Rancangan kegiatan Si Jum sudah dicanangkan dari tahun 2020, tetapi karena situasi pandemi yang sedang memuncak maka kegiatan tertunda. Lalu pada tahun 2021 setelah dilakukan rapat koordinasi nasional (Rakornas) acara ini bisa dilaksanakan.

“Gerakan Si Jum adalah upaya untuk mengambil peran menghidupkan kembali masjid di lingkungan Depok. Kerena pergeseran zaman masjid hanya diperuntukan orang untuk solat saja, ketika solat selesai langsung kembali ke rumah masing-masing. Yayasan SiJum memiliki kegiatan untuk memberikan makanan gratis kepada jamaah yang solat di masjid,” katanya.

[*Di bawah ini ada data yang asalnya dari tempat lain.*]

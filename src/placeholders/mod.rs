//! Lightweight SQL scanning: bind placeholder counting and leading keyword
//! detection.
//!
//! The scanner skips quoted strings, quoted identifiers and comments with a
//! small state machine; it does not parse SQL.

use std::collections::HashSet;

mod parsers;
mod scanner;

use parsers::{is_block_comment_end, is_block_comment_start, is_line_comment_start, is_name_byte};
use scanner::{State, scan_digits, scan_name, skip_identifier};

/// Count the bind parameters `SQLite` will expect for `sql`.
///
/// Follows `sqlite3_bind_parameter_count`: the result is the largest parameter
/// index. A bare `?` takes the next index, `?NNN` uses index `NNN`, and each
/// distinct `:name`, `@name` or `$name` takes the next index on first use.
///
/// ```rust
/// use txn_middleware::placeholders::count_placeholders;
///
/// assert_eq!(count_placeholders("INSERT INTO t VALUES (?, ?)"), 2);
/// assert_eq!(count_placeholders("SELECT * FROM t WHERE a = ?3"), 3);
/// assert_eq!(count_placeholders("SELECT '?' FROM t -- ?"), 0);
/// ```
#[must_use]
pub fn count_placeholders(sql: &str) -> usize {
    let mut max_index = 0usize;
    let mut named: HashSet<&[u8]> = HashSet::new();
    let mut state = State::Normal;
    let bytes = sql.as_bytes();
    let mut idx = 0;

    while idx < bytes.len() {
        if state != State::Normal {
            (state, idx) = state.step(bytes, idx);
            idx += 1;
            continue;
        }
        if let Some((opened, last)) = State::opening(bytes, idx) {
            state = opened;
            idx = last + 1;
            continue;
        }
        match bytes[idx] {
            b'?' => {
                if let Some((digits_end, digits)) = scan_digits(bytes, idx + 1) {
                    let explicit = digits.parse::<usize>().unwrap_or(0);
                    max_index = max_index.max(explicit);
                    idx = digits_end - 1;
                } else {
                    max_index += 1;
                }
            }
            b':' | b'@' | b'$' => {
                if let Some(name_end) = scan_name(bytes, idx + 1) {
                    // The prefix is part of the name: `:a` and `@a` differ.
                    let key = &bytes[idx..name_end];
                    if named.insert(key) {
                        max_index += 1;
                    }
                    idx = name_end - 1;
                }
            }
            b if is_name_byte(b) => idx = skip_identifier(bytes, idx) - 1,
            _ => {}
        }
        idx += 1;
    }

    max_index
}

/// The first keyword of `sql` in upper case, skipping whitespace and comments.
#[must_use]
pub fn leading_keyword(sql: &str) -> Option<String> {
    let bytes = sql.as_bytes();
    let mut idx = 0;
    loop {
        while idx < bytes.len() && bytes[idx].is_ascii_whitespace() {
            idx += 1;
        }
        if is_line_comment_start(bytes, idx) {
            while idx < bytes.len() && bytes[idx] != b'\n' {
                idx += 1;
            }
        } else if is_block_comment_start(bytes, idx) {
            idx += 2;
            while idx < bytes.len() && !is_block_comment_end(bytes, idx) {
                idx += 1;
            }
            idx += 2;
        } else {
            break;
        }
    }
    let start = idx.min(bytes.len());
    let mut end = start;
    while end < bytes.len() && bytes[end].is_ascii_alphabetic() {
        end += 1;
    }
    if end == start {
        None
    } else {
        Some(sql[start..end].to_ascii_uppercase())
    }
}

const STATEMENT_KEYWORDS: [&str; 6] = ["SELECT", "VALUES", "INSERT", "REPLACE", "UPDATE", "DELETE"];

/// The keyword of the statement `sql` runs: its leading keyword, or for a
/// `WITH` statement the first keyword after the common table expressions.
///
/// ```rust
/// use txn_middleware::placeholders::statement_keyword;
///
/// let sql = "WITH src(n) AS (SELECT 1) INSERT INTO t (n) SELECT n FROM src";
/// assert_eq!(statement_keyword(sql).as_deref(), Some("INSERT"));
/// ```
#[must_use]
pub fn statement_keyword(sql: &str) -> Option<String> {
    let leading = leading_keyword(sql)?;
    if leading != "WITH" {
        return Some(leading);
    }

    let bytes = sql.as_bytes();
    let mut state = State::Normal;
    let mut depth = 0usize;
    let mut idx = 0;
    while idx < bytes.len() {
        if state != State::Normal {
            (state, idx) = state.step(bytes, idx);
            idx += 1;
            continue;
        }
        if let Some((opened, last)) = State::opening(bytes, idx) {
            state = opened;
            idx = last + 1;
            continue;
        }
        match bytes[idx] {
            b'(' => depth += 1,
            b')' => depth = depth.saturating_sub(1),
            b if is_name_byte(b) => {
                let end = skip_identifier(bytes, idx);
                let word = &bytes[idx..end];
                if depth == 0
                    && let Some(keyword) = STATEMENT_KEYWORDS
                        .iter()
                        .find(|k| word.eq_ignore_ascii_case(k.as_bytes()))
                {
                    return Some((*keyword).to_string());
                }
                idx = end - 1;
            }
            _ => {}
        }
        idx += 1;
    }
    Some(leading)
}

/// Whether `sql` is a statement `SQLite` reports an inserted rowid for.
#[must_use]
pub(crate) fn inserts_rows(sql: &str) -> bool {
    matches!(statement_keyword(sql).as_deref(), Some("INSERT" | "REPLACE"))
}

/// Whether `sql` is a data-changing statement whose row count `SQLite`
/// reports through `sqlite3_changes`. DDL and transaction control are not.
#[must_use]
pub(crate) fn changes_rows(sql: &str) -> bool {
    matches!(
        statement_keyword(sql).as_deref(),
        Some("INSERT" | "REPLACE" | "UPDATE" | "DELETE")
    )
}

Di lokasi sama, Ketua Umum Yayasan SiJum, Irfan Yuda Satriya menjelaskan, bahwa SiJum sebagai sebuah gerakan telah mendapatkan amanah yang cukup besar di mata masyarakat.

“Dalam kurun waktu lima tahun kami bergerak sebagai komunitas, saat ini terdapat jejaring sebanyak 480 telah beroperasional dan tersebar di 170 kota lebih di seluruh Indonesia,” tandasnya.

Selain itu Irfan juga menjelaskan, tujuan Yayasan Nasi Jumat Indonesia juga untuk membangun peradaban dalam sarana pendidikan.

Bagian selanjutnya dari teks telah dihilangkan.